The study population comprised 60 patients who had been experiencing neck pain for a duration of 4 months. The selection of participants was based on predefined inclusion and exclusion criteria. The sample size was determined based on previous studies recommending a minimum of 50 participants for calculating the inter-rater reliability of the assessment tool (19,20). The detailed procedure was explained to the participants over the phone, and online consent was obtained. The study utilized an online cross-sectional survey conducted through “Google Forms”. The participants provided demographic information and details on posture, pain, occupation, extra weight, and muscle strain. They also completed the NPQ. Questionnaires were excluded if portions were completed incorrectly, or more than one portion was omitted.

Ethical Issues

This study adhered to the ethical guidelines for medical research involving human participants following the World Medical Association’s Declaration of Helsinki (2013). Approval was obtained from the Manav Rachna International Institute of Research and Studies, Faculty of Allied Health Sciences Research Ethics Committee (reference number: MRIIRS/FAHS/DEC/2021- BPT71). The participants were provided with an information sheet and consent form, which they were asked to read and sign. The participants’ identities were kept anonymous and data confidentiality was maintained.
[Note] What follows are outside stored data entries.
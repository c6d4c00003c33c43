// ── Background task scheduling ──
//
// Periodic and delayed jobs on the tokio runtime, each with its own
// cancellation handle. Cancellation is checked between runs: a job that
// has already started is allowed to finish.

use std::future::Future;
use std::time::Duration;

use tokio::runtime::Handle;
use tokio::task::JoinHandle;
use tokio::time::MissedTickBehavior;
use tokio_util::sync::CancellationToken;

/// Cancellable handle to a scheduled job.
#[derive(Debug)]
pub struct TaskHandle {
    cancel: CancellationToken,
    join: JoinHandle<()>,
}

impl TaskHandle {
    /// Stop the job. Future runs are skipped; a run in progress completes.
    pub fn cancel(&self) {
        self.cancel.cancel();
    }

    /// Cancel and abort the task at its next await point, dropping any
    /// run in progress.
    pub fn abort(&self) {
        self.cancel.cancel();
        self.join.abort();
    }

    pub fn is_cancelled(&self) -> bool {
        self.cancel.is_cancelled()
    }

    pub fn is_finished(&self) -> bool {
        self.join.is_finished()
    }
}

/// Scheduler for the connection layer's background jobs.
#[derive(Clone)]
pub struct PollCenter {
    handle: Handle,
}

impl PollCenter {
    pub fn new(handle: Handle) -> Self {
        Self { handle }
    }

    /// Run `job` every `period`, starting immediately. Runs never
    /// overlap: the next tick waits for the previous run to finish.
    pub fn every<F, Fut>(&self, period: Duration, mut job: F) -> TaskHandle
    where
        F: FnMut() -> Fut + Send + 'static,
        Fut: Future<Output = ()> + Send + 'static,
    {
        let cancel = CancellationToken::new();
        let token = cancel.clone();

        let join = self.handle.spawn(async move {
            let mut interval = tokio::time::interval(period);
            interval.set_missed_tick_behavior(MissedTickBehavior::Delay);

            loop {
                tokio::select! {
                    biased;
                    () = token.cancelled() => break,
                    _ = interval.tick() => job().await,
                }
            }
        });

        TaskHandle { cancel, join }
    }

    /// Run `job` once after `delay`.
    pub fn after<F, Fut>(&self, delay: Duration, job: F) -> TaskHandle
    where
        F: FnOnce() -> Fut + Send + 'static,
        Fut: Future<Output = ()> + Send + 'static,
    {
        let cancel = CancellationToken::new();
        let token = cancel.clone();

        let join = self.handle.spawn(async move {
            tokio::select! {
                biased;
                () = token.cancelled() => {}
                () = tokio::time::sleep(delay) => job().await,
            }
        });

        TaskHandle { cancel, join }
    }

    /// Run `job` once, as soon as possible.
    pub fn submit<F, Fut>(&self, job: F) -> TaskHandle
    where
        F: FnOnce() -> Fut + Send + 'static,
        Fut: Future<Output = ()> + Send + 'static,
    {
        self.after(Duration::ZERO, job)
    }
}

#[cfg(test)]
mod tests {
    use std::sync::Arc;
    use std::sync::atomic::{AtomicUsize, Ordering};

    use super::*;

    #[tokio::test(start_paused = true)]
    async fn every_ticks_until_cancelled() {
        let center = PollCenter::new(Handle::current());
        let runs = Arc::new(AtomicUsize::new(0));

        let counter = Arc::clone(&runs);
        let task = center.every(Duration::from_millis(100), move || {
            let counter = Arc::clone(&counter);
            async move {
                counter.fetch_add(1, Ordering::SeqCst);
            }
        });

        // Ticks at 0, 100, 200, 300 ms.
        tokio::time::sleep(Duration::from_millis(350)).await;
        assert_eq!(runs.load(Ordering::SeqCst), 4);

        task.cancel();
        tokio::time::sleep(Duration::from_millis(500)).await;
        assert_eq!(runs.load(Ordering::SeqCst), 4);
        assert!(task.is_finished());
    }

    #[tokio::test(start_paused = true)]
    async fn after_fires_once() {
        let center = PollCenter::new(Handle::current());
        let runs = Arc::new(AtomicUsize::new(0));

        let counter = Arc::clone(&runs);
        let _task = center.after(Duration::from_secs(5), move || async move {
            counter.fetch_add(1, Ordering::SeqCst);
        });

        tokio::time::sleep(Duration::from_millis(4_900)).await;
        assert_eq!(runs.load(Ordering::SeqCst), 0);
        tokio::time::sleep(Duration::from_millis(200)).await;
        assert_eq!(runs.load(Ordering::SeqCst), 1);
    }

    #[tokio::test(start_paused = true)]
    async fn cancelled_after_never_fires() {
        let center = PollCenter::new(Handle::current());
        let runs = Arc::new(AtomicUsize::new(0));

        let counter = Arc::clone(&runs);
        let task = center.after(Duration::from_secs(1), move || async move {
            counter.fetch_add(1, Ordering::SeqCst);
        });
        task.cancel();
        assert!(task.is_cancelled());

        tokio::time::sleep(Duration::from_secs(2)).await;
        assert_eq!(runs.load(Ordering::SeqCst), 0);
    }
}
Inclusion/Exclusion Criteria

The inclusion criteria for the study were patients aged 18–20 years who subjectively reported neck pain and had proficiency in reading and interpreting the Hindi language. Patients with inflammatory types of arthritis were excluded. Furthermore, patients with a history of cervical spine injury or surgery, active infection in the cervical spine, other musculoskeletal problems, neck pain caused by another illness (such as a tumor, neurological disease, or vascular disease), radiculopathy with neurological deficit, infection in the cervical spine, or previous diagnosis of a mental disorder were also excluded. These exclusion criteria were confirmed via a thorough medical history review, as well as physical and X-ray examinations.


The NPQ is a measurement tool used to assess the intensity of neck pain and any resulting disability in performing daily living activities. It evaluates how the neck pain limits the patient’s ability to carry out various activities, such as carrying heavy objects, reading, watching television, working, socializing, and driving (optional). The NPQ includes items related to pain intensity, symptom duration, nighttime pins-and-needles or numbness, and sleep disturbance, as well as the impact on social life, carrying, reading/watching TV, working/housework, and driving. Each question is scored on a scale of 0–4, with 0 indicating no disability and 4 indicating the highest level of disability. The scores are summed to calculate a percentage representing the overall disability. Section 10 of the questionnaire assesses changes in pain during follow-up and is not included in the final NPQ score (21,22). The NPQ was adapted from the Oswestry questionnaire, which is commonly used to assess lower back pain.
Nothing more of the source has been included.